Holz war schon immer ein wichtiger Rohstoff, doch seit einigen Jahren verstärkt sich ein Trend, dass sogenannte Value-Investoren in Wälder und Holzplantagen investieren. Dies verknappt das nicht gerade üppige Angebot weiter und hat Auswirkungen auf die weltweiten Holzpreise.

Weder Sparbuch noch Bundesanleihen können mit den steigenden Holzpreisen konkurrieren. Auch in dem Mutterland des Kapitalismus, den USA, kommt Bewegung in die Holzbranche. Nach der schwersten Krise in der Bauindustrie scheint der Boden gefunden worden zu sein.

Die Verkaufszahlen von Häusern und die Häuserpreise ziehen wieder an.

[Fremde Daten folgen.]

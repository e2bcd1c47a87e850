//! Fuzz target: debounced operator inputs
//!
//! Replays an arbitrary stream of `(input, gap)` edges through
//! `InputEventSource` and verifies:
//! - No panics, including across the `u32` millisecond wrap
//! - Accepted edges on one input are never closer than the quiet interval
//! - The hazard flag equals the parity of accepted hazard edges
//!
//! cargo fuzz run fuzz_input_edges

#![no_main]

use firewatch::inputs::{InputEventSource, InputId};
use firewatch::status::SharedStatus;
use libfuzzer_sys::fuzz_target;

const QUIET_MS: u32 = 200;

fuzz_target!(|data: &[u8]| {
    if data.len() < 4 {
        return;
    }

    let status = SharedStatus::new();
    let inputs = InputEventSource::new(&status, QUIET_MS);

    // Start near the wrap point so both halves get exercised.
    let mut now = u32::from_le_bytes([data[0], data[1], data[2], data[3]]);
    let mut last: [Option<u32>; 4] = [None; 4];
    let mut hazard_edges = 0u32;

    for pair in data[4..].chunks_exact(2) {
        let idx = usize::from(pair[0] % 4);
        let input = InputId::ALL[idx];
        now = now.wrapping_add(u32::from(pair[1]) * 4);

        if inputs.on_edge(input, now).is_some() {
            if let Some(prev) = last[idx] {
                assert!(now.wrapping_sub(prev) >= QUIET_MS, "edge accepted inside quiet interval");
            }
            last[idx] = Some(now);
            if input == InputId::Hazard {
                hazard_edges += 1;
            }
        }
    }

    assert_eq!(status.hazard(), hazard_edges % 2 == 1);
});
//! Outbound application events.
//!
//! The [`MonitorService`](super::service::MonitorService) emits these
//! through the [`EventSink`](super::ports::EventSink) port.

use crate::report::{EventReport, StatusReport};
use crate::status::SystemState;

/// Structured events emitted by the monitor core.
#[derive(Debug, Clone)]
pub enum AppEvent {
    /// The service has started (carries the initial state).
    Started(SystemState),

    /// The classified tier changed.
    StateChanged { from: SystemState, to: SystemState },

    /// The hazard flag was flipped by the operator since the last tick.
    HazardChanged(bool),

    /// Periodic status snapshot.
    Status(StatusReport),

    /// One-shot alarm report, once per alarm episode.
    Alarm(EventReport),

    /// The shutdown countdown ran out in the current alarm stretch.
    CountdownExhausted { temperature_c: f32, hazard: bool },

    /// The reset button was pressed; the device is about to restart.
    ResetRequested,
}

Vor allem günstige Holz- und Fertighäuser sind gefragt. In den USA kommt das Baumaterial Holz auf 75% Marktanteil, während es in Deutschland nur ca. 20% sind. Im Sog dieses Booms steigt auch die Nachfrage nach Möbeln und Gartengeräten.

Für Investoren bietet sich neben dem Rohstoff selbst Holzzertifikate oder Sägewerksaktien an. Günstig erscheinen Bauholzproduzenten wie International Forest Products und Ainsworth Lumber. Einen positiven Nebeneffekt hat das ganze auch für die US-Konjuktur.